Recovery when rootfs corrupted

Hi,
Is there a good practice to check if the rootfs is corrupted before it enters an emergency state and then to make the u-boot start rootfs from partition B and in the end make mender deploy its rootfs update again on the corrupted partition?
I tried to add my emergency services that changed u-boot upgrade_avalible flag and reset the device and one more service that should run fsck on the other partition to fix the errors but I think it is not the right way.

Hello @SergeyMich

I think I understand where you are coming from. But in order to be sure that a faulty update falls back is to have a watchdog on the system, and have it rollback the update if something happens to/with the fs during boot.

Hi @oleorhagen
Yes, you are right. I have a watchdog on my system, but the watchdog is not triggered when the system goes to the emergency shell.
However, if I manage to trigger the watchdog, how will the mender automatically deploy the rootfs to the corrupted A rootfs?

Alright, I’m not completely following what is going on here.

So rootfs A is the active partition (aka the one we are updating from), and rootfs B is the inactive partition, the one we are trying to update to?

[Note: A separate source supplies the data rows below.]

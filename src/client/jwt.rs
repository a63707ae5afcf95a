//! JWT decoding utilities for extracting claims from ID tokens.
//!
//! Decodes the claims segment of a Cognito ID token without signature or
//! expiry verification. The token arrives over TLS straight from the identity
//! endpoint; the API server performs real verification.

use crate::User;
use base64::Engine;
use base64::engine::general_purpose::STANDARD_NO_PAD;
use serde::{Deserialize, Serialize};
use serde_json::{Map, Value};
use tracing;

/// Error returned when a token is structurally invalid.
#[derive(Debug, thiserror::Error)]
pub enum MalformedTokenError {
    /// Token is not `header.payload.signature`
    #[error("Invalid JWT format: expected 3 parts separated by dots, got {0}")]
    SegmentCount(usize),

    /// Claims segment is not valid base64url
    #[error("Failed to decode base64: {0}")]
    Base64(#[from] base64::DecodeError),

    /// Decoded claims are not UTF-8
    #[error("JWT claims are not valid UTF-8: {0}")]
    Utf8(#[from] std::string::FromUtf8Error),

    /// Claims are not valid JSON, or do not fit the expected shape
    #[error("Failed to parse JWT claims: {0}")]
    Json(#[from] serde_json::Error),

    /// Claims are valid JSON but not an object
    #[error("JWT claims are not a JSON object")]
    NotAnObject,

    /// A claim needed to build the user is absent
    #[error("JWT claims missing required '{0}' claim")]
    MissingClaim(&'static str),
}

/// Claims carried by a Cognito ID token.
#[derive(Debug, Clone, PartialEq, Serialize, Deserialize)]
pub struct IdTokenClaims {
    /// Subject - unique user identifier (required)
    pub sub: String,

    #[serde(skip_serializing_if = "Option::is_none")]
    pub email: Option<String>,

    #[serde(skip_serializing_if = "Option::is_none")]
    pub email_verified: Option<bool>,

    #[serde(
        rename = "cognito:username",
        skip_serializing_if = "Option::is_none"
    )]
    pub username: Option<String>,

    /// `id` for ID tokens, `access` for access tokens
    #[serde(skip_serializing_if = "Option::is_none")]
    pub token_use: Option<String>,

    #[serde(skip_serializing_if = "Option::is_none")]
    pub iss: Option<String>,

    #[serde(skip_serializing_if = "Option::is_none")]
    pub aud: Option<String>,

    #[serde(skip_serializing_if = "Option::is_none")]
    pub iat: Option<u64>,

    /// Expiration timestamp. Carried along, never checked.
    #[serde(skip_serializing_if = "Option::is_none")]
    pub exp: Option<u64>,
}

impl IdTokenClaims {
    /// Converts ID token claims into a User.
    ///
    /// Fails with `MissingClaim("email")` when the token has no email claim.
    pub fn into_user(self) -> Result<User, MalformedTokenError> {
        let email = self.email.ok_or(MalformedTokenError::MissingClaim("email"))?;

        tracing::trace!("Initializing User from ID token claims: sub={}", self.sub);

        Ok(User::new(self.sub, email))
    }
}

/// Decodes the claims segment of a JWT into a JSON object.
///
/// Accepts both the URL-safe and the standard base64 alphabet, with or
/// without `=` padding.
///
/// # Example
///
/// ```ignore
/// let claims = decode_claims(&id_token)?;
/// assert_eq!(claims["sub"], "123");
/// ```
pub fn decode_claims(token: &str) -> Result<Map<String, Value>, MalformedTokenError> {
    tracing::trace!("Decoding JWT claims segment");

    // JWT format: header.payload.signature
    let parts: Vec<&str> = token.split('.').collect();

    if parts.len() != 3 {
        tracing::error!("Invalid JWT format: expected 3 parts, got {}", parts.len());
        return Err(MalformedTokenError::SegmentCount(parts.len()));
    }

    let payload = parts[1].replace('-', "+").replace('_', "/");
    let decoded_bytes = STANDARD_NO_PAD.decode(payload.trim_end_matches('='))?;
    let decoded = String::from_utf8(decoded_bytes)?;

    match serde_json::from_str::<Value>(&decoded)? {
        Value::Object(claims) => Ok(claims),
        _ => Err(MalformedTokenError::NotAnObject),
    }
}

/// Decodes a JWT ID token and extracts the typed claims.
pub fn decode_id_token(token: &str) -> Result<IdTokenClaims, MalformedTokenError> {
    let claims: IdTokenClaims = serde_json::from_value(Value::Object(decode_claims(token)?))?;

    tracing::trace!("Successfully decoded ID token: sub={}", claims.sub);

    Ok(claims)
}

/// Decodes a JWT ID token and converts it directly to a User.
pub fn decode_id_token_to_user(token: &str) -> Result<User, MalformedTokenError> {
    decode_id_token(token)?.into_user()
}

Just to get the nomenclature right :slight_smile:

Alright, let’s consider a scenario where, under normal circumstances, my device operates with rootfs A. However, at some point, rootfs A becomes corrupted, manifesting an error like the following:

[   15.518323] EXT4-fs error (device mmcblk0p7): ext4_lookup:1785: inode #636: comm systemd-udevd: iget: bad extra_isize 7340 (inode size 256)

This error leads the system into an emergency shell, rendering the mender-client non-functional and leaving the device stranded with the corrupted rootfs A. In response, I modified the emergency service to update the u-boot parameters and trigger a system reboot, transitioning it to rootfs B.

Even after successfully bringing up and stabilizing rootfs B, rootfs A remains corrupted. Now, I have a couple of questions:

  1. How can I detect the corruption of rootfs A to initiate a seamless switch to rootfs B using Mender?
  2. Is there an automated way to deploy changes to the corrupted rootfs A from the functioning rootfs B?

You can, as you said, do it if you end up in the emergency shell I guess. By as you said, changing the u-boot parameters to boot off of the other partition, then simply reboot. However, I would not recommend this I think, as it smells a little bit like an opportunity for a downgrade attack. But in all regards, it sounds possible. Maybe a rescue partition would be better to fall back to in this instance?

I cannot think of anything off the top of my head. You could do something like having a deployment group maybe, and then when the device falls back to B, it sets some inventory value, which makes sure it becomes part of this group, and then automatically gets a new update from it? However, it feels like we’re shoehorning this a little bit.

thanks, great suggestions to think of. I feel that you have some better suggestions… may be from the bottom of the architecture of my devices.

Hmm, I don’t have any quick solutions. In general redundancy is the way to go I think. So that even though it might be expensive, a separate rescue partition sounds like something you might want.

But I think I understand your motivation behind the falling back to the other partition. It can also be a solution, but I would not push it into production myself I think.